Pensábamos que el ordenamiento democrático de nuestra convivencia, regido por la Constitución de 1978 y apoyado en la reconciliación y el consenso entre los españoles, permitiría superar el viejo anticlericalismo de los años 30 del pasado siglo. Sin embargo vemos con pesadumbre cómo en los últimos años vuelve de nuevo a manifestarse de forma retrógrada y violenta.
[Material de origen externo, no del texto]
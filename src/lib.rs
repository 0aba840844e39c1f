//! # microrouter
//!
//! **microrouter** is a small, synchronous HTTP micro-router. It sits between
//! a host's request loop and application handlers: the host builds a
//! [`Request`](server::Request), the router matches it against an ordered
//! table of declared routes and runs the first matching handler chain, and
//! the host writes out the returned [`Response`](server::Response).
//!
//! ## Overview
//!
//! - Route patterns with `:name` captures and a trailing `*` remainder
//! - Nested prefix groups, scoped middleware and scoped fallbacks
//! - Mountable sub-routers with prepended middleware
//! - First-match-wins in registration order
//! - Handler errors and panics become `500` responses instead of crashing
//!   the host
//!
//! There is no server, no connection handling and no concurrency model of
//! its own; one request is one synchronous call into [`Router::run`].
//!
//! ## Architecture
//!
//! - **[`router`]** - Route table, pattern matching, groups, mount, dispatch
//! - **[`dispatcher`]** - Handler type and handler-chain execution
//! - **[`server`]** - Request accessor, response writer, per-request context
//! - **[`static_files`]** - Directory serving with MIME lookup and cache headers
//! - **[`config`]** - Router options from code, environment or YAML
//! - **[`logging`]** - `tracing-subscriber` initialisation
//! - **[`error`]** - Router and request errors
//!
//! ### Request Flow
//!
//! ```mermaid
//! sequenceDiagram
//!     participant Host
//!     participant Router as router::Router
//!     participant Pattern as router::pattern
//!     participant Dispatcher as dispatcher::execute_chain
//!     participant Handler
//!
//!     Host->>Router: run(Request)
//!     Router->>Router: strip config.base
//!     loop entries in registration order
//!         Router->>Pattern: matches(path, charset)
//!         Pattern-->>Router: MatchResult
//!     end
//!     Router->>Dispatcher: first matching chain
//!     Dispatcher->>Handler: handler(ctx, res)
//!     Handler-->>Dispatcher: Ok / Err / panic
//!     Dispatcher-->>Router: ChainOutcome or HandlerFailure
//!     Router-->>Host: Response (200 / 404 / 500 ...)
//! ```
//!
//! ## Quick Start
//!
//! ```rust
//! use http::Method;
//! use microrouter::{Request, Router};
//!
//! let mut app = Router::new();
//! app.get("/hello/:name", |ctx, res| {
//!     let name = ctx.param("name").unwrap_or("world").to_string();
//!     res.send(format!("hello {name}"));
//!     Ok(())
//! });
//! app.fallback(|_, res| {
//!     res.send("nothing here");
//!     Ok(())
//! });
//!
//! let res = app.run(Request::new(Method::GET, "/hello/ana"));
//! assert_eq!(res.status_code(), 200);
//! assert_eq!(res.body_str(), "hello ana");
//!
//! let res = app.run(Request::new(Method::GET, "/nope"));
//! assert_eq!(res.status_code(), 404);
//! ```

pub mod config;
pub mod dispatcher;
pub mod error;
pub mod ids;
pub mod logging;
pub mod router;
pub mod server;
pub mod static_files;

pub use config::RouterConfig;
pub use dispatcher::{handler, DispatchOutcome, Handler, HandlerResult};
pub use error::{RequestError, RouterError};
pub use ids::RequestId;
pub use router::{MethodSet, ParamCharset, RouteMatch, Router};
pub use server::{Body, Request, RequestContext, Response, UploadedFile};
pub use static_files::StaticOptions;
De aquí que en la España de hoy se repitan situaciones discriminatorias de intolerancia, menosprecio y ataque directo a la Iglesia Católica, como la agresión a la capilla de la universidad autónoma de Madrid, entre otras muchas, difíciles de enumerar, consecuencia de un laicismo que oscurece la conciencia moral de una sociedad que se enfrenta con los valores más fundamentales de su cultura, que es cristiana en sus raíces y en sus expresiones. Nadie puede negar, pues la historia así lo demuestra, que en la democracia moderna ejerció una gran influencia la cultura cristiana, asimilando sus propios valores. Es necesario, pues, hacer una reflexión social que permita corregir a tiempo un rumbo extremadamente peligroso de consecuencias imprevisibles. Nadie puede temer agresiones o deslealtades con nuestros conciudadanos por parte de los católicos, pero sí exigir, sin arrogancia pero con vigor, respeto a nuestra identidad cristiana y libertad para anunciar el mensaje evangélico en un clima de tolerancia. Esta es la grandeza de la democracia, facilitar la convivencia de personas y grupos que piensan distinto sin que genere conflicto.